POST ELECTION THOUGHTS FOR AGRICULTURE - 2 OF 5 (INTEREST RATES)

 

The cost of borrowed money is poised to rise.  The Fed’s been hinting at a rate increase at every meeting for several years.  Trump says we need higher interest rates because low rates have created an artificial bubble— even though it might slow down some aspects of the economy.  Another negative aspect of ultra low interest, it punishes savers and main street investors who are watching their nest egg grow by half a percent per year.  
What’s this mean for Agriculture?  It means grandma’s CD at the community bank will finally fetch more than a fraction of a point in annual return.  But it also means when grandma’s farm sells after grandma passes away, the sale price will suffer because interest rates correlate negatively with land sale prices.  

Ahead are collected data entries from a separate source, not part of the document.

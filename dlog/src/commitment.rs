//! Pedersen trapdoor commitments over a discrete-log group.
//!
//! The receiver samples a trapdoor `τ` and publishes `h = g^τ`. A commitment
//! to `value` is `c = g^r · h^H(value)` for a fresh random `r`, where `H` is
//! SHA-256 reduced modulo the group order. Commitments are perfectly hiding;
//! they are binding for anyone who does not know `τ`.
//!
//! # Usage
//! ```rust
//! use dlog::{
//!     commitment::{CommitmentReceiver, Committer, PedersenCommitter, PedersenReceiver},
//!     RistrettoGroup,
//! };
//!
//! let group = RistrettoGroup::new();
//! let mut rng = rand::thread_rng();
//! let mut receiver = PedersenReceiver::new(&group, &mut rng);
//! let mut committer = PedersenCommitter::new(&group, receiver.key().clone()).unwrap();
//!
//! let commitment = committer.commit(b"hello world", &mut rng).unwrap();
//! let id = receiver.receive_commitment(&commitment).unwrap();
//! let opening = committer.decommit(id).unwrap();
//! assert!(receiver.verify_decommitment(&opening).unwrap());
//! ```

use crate::{
    channel::{AbstractChannel, MessageChannel, WireMessage},
    errors::Error,
    group::DlogGroup,
};
use num_bigint::{BigUint, RandBigInt};
use num_traits::One;
use rand::{CryptoRng, Rng};
use serde::{Deserialize, Serialize};
use sha2::{Digest, Sha256};
use std::collections::HashMap;
use subtle::ConstantTimeEq;

/// Identifier of a commitment, chosen by the committer.
pub type CommitmentId = u64;

/// The receiver's public key `h`.
#[derive(Clone, Debug, Serialize, Deserialize)]
pub struct PedersenKeyMsg {
    /// Encoding of `h`.
    pub h: Vec<u8>,
}

impl WireMessage for PedersenKeyMsg {
    const TAG: u8 = 0x10;
    const NAME: &'static str = "PedersenKeyMsg";
}

/// A commitment `c` together with its id.
#[derive(Clone, Debug, Serialize, Deserialize)]
pub struct PedersenCommitmentMsg {
    /// Commitment id.
    pub id: CommitmentId,
    /// Encoding of `c`.
    pub c: Vec<u8>,
}

impl WireMessage for PedersenCommitmentMsg {
    const TAG: u8 = 0x11;
    const NAME: &'static str = "PedersenCommitmentMsg";
}

/// The opening of a commitment.
#[derive(Clone, Debug, Serialize, Deserialize)]
pub struct PedersenDecommitmentMsg {
    /// Commitment id.
    pub id: CommitmentId,
    /// Committed value.
    pub value: Vec<u8>,
    /// Big-endian encoding of the randomness `r`.
    pub randomness: Vec<u8>,
}

impl WireMessage for PedersenDecommitmentMsg {
    const TAG: u8 = 0x12;
    const NAME: &'static str = "PedersenDecommitmentMsg";
}

/// The committing half of a commitment scheme.
pub trait Committer {
    /// Message carrying a commitment.
    type Commitment: WireMessage;
    /// Message carrying an opening.
    type Opening: WireMessage;

    /// Commit to `value` under a fresh id.
    fn commit<R: Rng + CryptoRng>(
        &mut self,
        value: &[u8],
        rng: &mut R,
    ) -> Result<Self::Commitment, Error>;

    /// Hand out the opening of commitment `id`. Each opening is released once.
    fn decommit(&mut self, id: CommitmentId) -> Result<Self::Opening, Error>;
}

/// The receiving half of a commitment scheme.
pub trait CommitmentReceiver {
    /// Message carrying a commitment.
    type Commitment: WireMessage;
    /// Message carrying an opening.
    type Opening: WireMessage;

    /// Store a received commitment and return its id.
    fn receive_commitment(&mut self, msg: &Self::Commitment) -> Result<CommitmentId, Error>;

    /// Check an opening against the stored commitment, consuming it.
    fn verify_decommitment(&mut self, msg: &Self::Opening) -> Result<bool, Error>;
}

fn hash_to_scalar(value: &[u8], order: &BigUint) -> BigUint {
    BigUint::from_bytes_be(&Sha256::digest(value)) % order
}

fn commitment_value<G: DlogGroup>(
    group: &G,
    h: &G::Element,
    value: &[u8],
    r: &BigUint,
) -> G::Element {
    let m = hash_to_scalar(value, group.order());
    group.multiply(&group.exponentiate_generator(r), &group.exponentiate(h, &m))
}

/// Commits to values under a receiver's key.
#[derive(Debug)]
pub struct PedersenCommitter<G: DlogGroup> {
    group: G,
    h: G::Element,
    next_id: CommitmentId,
    openings: HashMap<CommitmentId, (Vec<u8>, BigUint)>,
}

impl<G: DlogGroup> PedersenCommitter<G> {
    /// Create a committer for the key `h`.
    pub fn new(group: &G, h: G::Element) -> Result<Self, Error> {
        if !group.is_member(&h) || group.is_identity(&h) {
            return Err(Error::InvalidEncoding(
                "commitment key must be a non-identity group member".to_string(),
            ));
        }
        Ok(Self {
            group: group.clone(),
            h,
            next_id: 0,
            openings: HashMap::new(),
        })
    }

    /// Receive the key from the receiver and create a committer for it.
    pub fn from_channel<C: AbstractChannel>(group: &G, channel: &mut C) -> Result<Self, Error> {
        let msg: PedersenKeyMsg = channel.receive_message()?;
        let h = group.decode(&msg.h, true)?;
        Self::new(group, h)
    }

    /// Check that `trapdoor` is the discrete log of the key.
    pub fn validate_trapdoor(&self, trapdoor: &BigUint) -> bool {
        self.group.exponentiate_generator(trapdoor) == self.h
    }
}

impl<G: DlogGroup> Committer for PedersenCommitter<G> {
    type Commitment = PedersenCommitmentMsg;
    type Opening = PedersenDecommitmentMsg;

    fn commit<R: Rng + CryptoRng>(
        &mut self,
        value: &[u8],
        rng: &mut R,
    ) -> Result<PedersenCommitmentMsg, Error> {
        let r = self.group.random_scalar(rng);
        let c = commitment_value(&self.group, &self.h, value, &r);
        let id = self.next_id;
        self.next_id += 1;
        self.openings.insert(id, (value.to_vec(), r));
        log::debug!("committed to {} bytes under id {}", value.len(), id);
        Ok(PedersenCommitmentMsg {
            id,
            c: self.group.encode(&c),
        })
    }

    fn decommit(&mut self, id: CommitmentId) -> Result<PedersenDecommitmentMsg, Error> {
        let (value, r) = self
            .openings
            .remove(&id)
            .ok_or(Error::ResourceNotFound(id))?;
        Ok(PedersenDecommitmentMsg {
            id,
            value,
            randomness: r.to_bytes_be(),
        })
    }
}

/// Holds the trapdoor and checks openings of received commitments.
#[derive(Debug)]
pub struct PedersenReceiver<G: DlogGroup> {
    group: G,
    trapdoor: BigUint,
    h: G::Element,
    commitments: HashMap<CommitmentId, G::Element>,
}

impl<G: DlogGroup> PedersenReceiver<G> {
    /// Sample a fresh trapdoor and key.
    pub fn new<R: Rng + CryptoRng>(group: &G, rng: &mut R) -> Self {
        let trapdoor = rng.gen_biguint_range(&BigUint::one(), group.order());
        let h = group.exponentiate_generator(&trapdoor);
        Self {
            group: group.clone(),
            trapdoor,
            h,
            commitments: HashMap::new(),
        }
    }

    /// The public key `h`.
    pub fn key(&self) -> &G::Element {
        &self.h
    }

    /// The trapdoor `τ` with `h = g^τ`.
    pub fn trapdoor(&self) -> &BigUint {
        &self.trapdoor
    }

    /// The key as a wire message.
    pub fn key_message(&self) -> PedersenKeyMsg {
        PedersenKeyMsg {
            h: self.group.encode(&self.h),
        }
    }

    /// Send the key to the committer.
    pub fn setup<C: AbstractChannel>(&self, channel: &mut C) -> Result<(), Error> {
        channel.send_message(&self.key_message())
    }

    /// Check that `(value, randomness)` opens commitment `id`. The stored
    /// commitment is consumed whatever the outcome.
    pub fn decommit(
        &mut self,
        id: CommitmentId,
        value: &[u8],
        randomness: &BigUint,
    ) -> Result<bool, Error> {
        let c = self
            .commitments
            .remove(&id)
            .ok_or(Error::ResourceNotFound(id))?;
        if randomness >= self.group.order() {
            return Ok(false);
        }
        let expected = commitment_value(&self.group, &self.h, value, randomness);
        let ok: bool = self
            .group
            .encode(&expected)
            .ct_eq(&self.group.encode(&c))
            .into();
        log::debug!("opening of commitment {} accepted: {}", id, ok);
        Ok(ok)
    }
}

impl<G: DlogGroup> CommitmentReceiver for PedersenReceiver<G> {
    type Commitment = PedersenCommitmentMsg;
    type Opening = PedersenDecommitmentMsg;

    fn receive_commitment(&mut self, msg: &PedersenCommitmentMsg) -> Result<CommitmentId, Error> {
        if self.commitments.contains_key(&msg.id) {
            return Err(Error::InvalidInput(format!(
                "commitment id {} is already in use",
                msg.id
            )));
        }
        let c = self.group.decode(&msg.c, true)?;
        self.commitments.insert(msg.id, c);
        Ok(msg.id)
    }

    fn verify_decommitment(&mut self, msg: &PedersenDecommitmentMsg) -> Result<bool, Error> {
        let r = BigUint::from_bytes_be(&msg.randomness);
        self.decommit(msg.id, &msg.value, &r)
    }
}
use anyhow::Context;
use clap::{Parser, Subcommand};
use jaccard_lsh::config::ExperimentConfig;
use jaccard_lsh::data::{load_documents, load_ratings, Ratings};
use jaccard_lsh::experiment::report::{
    item_modulus, kgram_report, lsh_ratings_report, lsh_text_report, minhash_ratings_report,
    minhash_text_report, MinHashTextReport,
};
use std::path::PathBuf;
use tracing::info;
use tracing_subscriber::EnvFilter;

#[derive(Parser)]
#[command(name = "jaccard-lsh")]
#[command(about = "Exact Jaccard, MinHash and LSH experiments on documents and user ratings")]
struct Cli {
    /// JSON configuration file. Missing fields keep their defaults.
    #[arg(short, long, global = true)]
    config: Option<PathBuf>,

    /// Override the seed of every hash family.
    #[arg(long, global = true)]
    seed: Option<u64>,

    /// Override the ratings CSV.
    #[arg(long, global = true)]
    ratings: Option<PathBuf>,

    /// Override the documents.
    #[arg(long = "doc", global = true)]
    documents: Vec<PathBuf>,

    /// Log at debug level.
    #[arg(short, long, global = true)]
    verbose: bool,

    #[command(subcommand)]
    command: Commands,
}

#[derive(Subcommand)]
enum Commands {
    /// Distinct k-gram counts and pairwise Jaccard of the documents.
    Kgrams,
    /// MinHash estimates of document similarity for several family sizes.
    MinhashText,
    /// Optimal banding and per-pair candidate probabilities for the documents.
    LshText,
    /// MinHash pairs of similar users against exact Jaccard.
    MinhashRatings,
    /// LSH candidate pairs of similar users against exact Jaccard.
    LshRatings,
    /// Run every experiment.
    All,
    /// Print the default configuration as JSON.
    PrintDefaultConfig,
}

fn load_config(cli: &Cli) -> anyhow::Result<ExperimentConfig> {
    let mut config = match &cli.config {
        Some(path) => ExperimentConfig::from_json_file(path)
            .with_context(|| format!("reading config {}", path.display()))?,
        None => ExperimentConfig::default(),
    };
    if let Some(seed) = cli.seed {
        config.seed = seed;
    }
    if let Some(ratings) = &cli.ratings {
        config.ratings = ratings.clone();
    }
    if !cli.documents.is_empty() {
        config.documents = cli.documents.clone();
    }
    config.validate()?;
    Ok(config)
}

#[cfg(feature = "stats")]
fn log_error_model(report: &MinHashTextReport) {
    for (pair, exact) in &report.exact {
        if let Some(s) = exact {
            for (t, _) in &report.estimates {
                info!(
                    pair = %pair,
                    hashes = t,
                    std_error = jaccard_lsh::stats::std_error(*s, *t),
                    "estimator error"
                );
            }
        }
    }
}

#[cfg(not(feature = "stats"))]
fn log_error_model(_report: &MinHashTextReport) {}

struct Runner {
    config: ExperimentConfig,
    ratings: Option<(Ratings, u64)>,
}

impl Runner {
    fn ratings(&mut self) -> anyhow::Result<&(Ratings, u64)> {
        if self.ratings.is_none() {
            let path = &self.config.ratings;
            let ratings = load_ratings(path, self.config.row_policy)
                .with_context(|| format!("reading ratings {}", path.display()))?;
            let modulus = item_modulus(self.config.modulus, &ratings)?;
            info!(modulus, "affine hash modulus");
            self.ratings = Some((ratings, modulus));
        }
        self.ratings
            .as_ref()
            .ok_or_else(|| anyhow::anyhow!("ratings not loaded"))
    }

    fn kgrams(&mut self) -> anyhow::Result<()> {
        let docs = load_documents(&self.config.documents)?;
        println!("{}", kgram_report(&docs, &self.config.kgrams));
        Ok(())
    }

    fn minhash_text(&mut self) -> anyhow::Result<()> {
        let docs = load_documents(&self.config.documents)?;
        let report = minhash_text_report(&docs, &self.config.minhash_text, self.config.seed)?;
        log_error_model(&report);
        println!("{}", report);
        Ok(())
    }

    fn lsh_text(&mut self) -> anyhow::Result<()> {
        let docs = load_documents(&self.config.documents)?;
        println!(
            "{}",
            lsh_text_report(&docs, &self.config.lsh_text, self.config.seed)?
        );
        Ok(())
    }

    fn minhash_ratings(&mut self) -> anyhow::Result<()> {
        let seed = self.config.seed;
        let config = self.config.minhash_ratings.clone();
        let (ratings, modulus) = self.ratings()?;
        println!(
            "{}",
            minhash_ratings_report(&ratings.users, *modulus, &config, seed)?
        );
        Ok(())
    }

    fn lsh_ratings(&mut self) -> anyhow::Result<()> {
        let seed = self.config.seed;
        let config = self.config.lsh_ratings.clone();
        let (ratings, modulus) = self.ratings()?;
        println!(
            "{}",
            lsh_ratings_report(&ratings.users, *modulus, &config, seed)?
        );
        Ok(())
    }
}

fn main() -> anyhow::Result<()> {
    let cli = Cli::parse();

    let default_level = if cli.verbose { "debug" } else { "info" };
    tracing_subscriber::fmt()
        .with_env_filter(
            EnvFilter::try_from_default_env().unwrap_or_else(|_| EnvFilter::new(default_level)),
        )
        .with_target(false)
        .with_writer(std::io::stderr)
        .init();

    if let Commands::PrintDefaultConfig = cli.command {
        println!("{}", ExperimentConfig::default().to_json()?);
        return Ok(());
    }

    let config = load_config(&cli)?;
    info!(seed = config.seed, "starting");
    let mut runner = Runner {
        config,
        ratings: None,
    };

    match cli.command {
        Commands::Kgrams => runner.kgrams()?,
        Commands::MinhashText => runner.minhash_text()?,
        Commands::LshText => runner.lsh_text()?,
        Commands::MinhashRatings => runner.minhash_ratings()?,
        Commands::LshRatings => runner.lsh_ratings()?,
        Commands::All => {
            runner.kgrams()?;
            runner.minhash_text()?;
            runner.lsh_text()?;
            runner.minhash_ratings()?;
            runner.lsh_ratings()?;
        }
        Commands::PrintDefaultConfig => {}
    }
    Ok(())
}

I wouldn’t sweat the threat of high interest.  We’re not going back to the 1980s.  Today, 18% interest rates don’t even exist on credit cards for people with a credit score in the 500s.  Interest rates will be blamed for the 10-15% furthering of Ag land’s correction, but commodity prices and competition from other asset classes are as much at fault.  
 
Karma is a bitch as they say — a few years ago farmers were so knee deep in cash they didn’t need operating loans but they could have gotten one for mere pennies in interest.  Now they need the line of credit and the price of money is going up.  But just a little bit and from a historical perspective not enough to fret.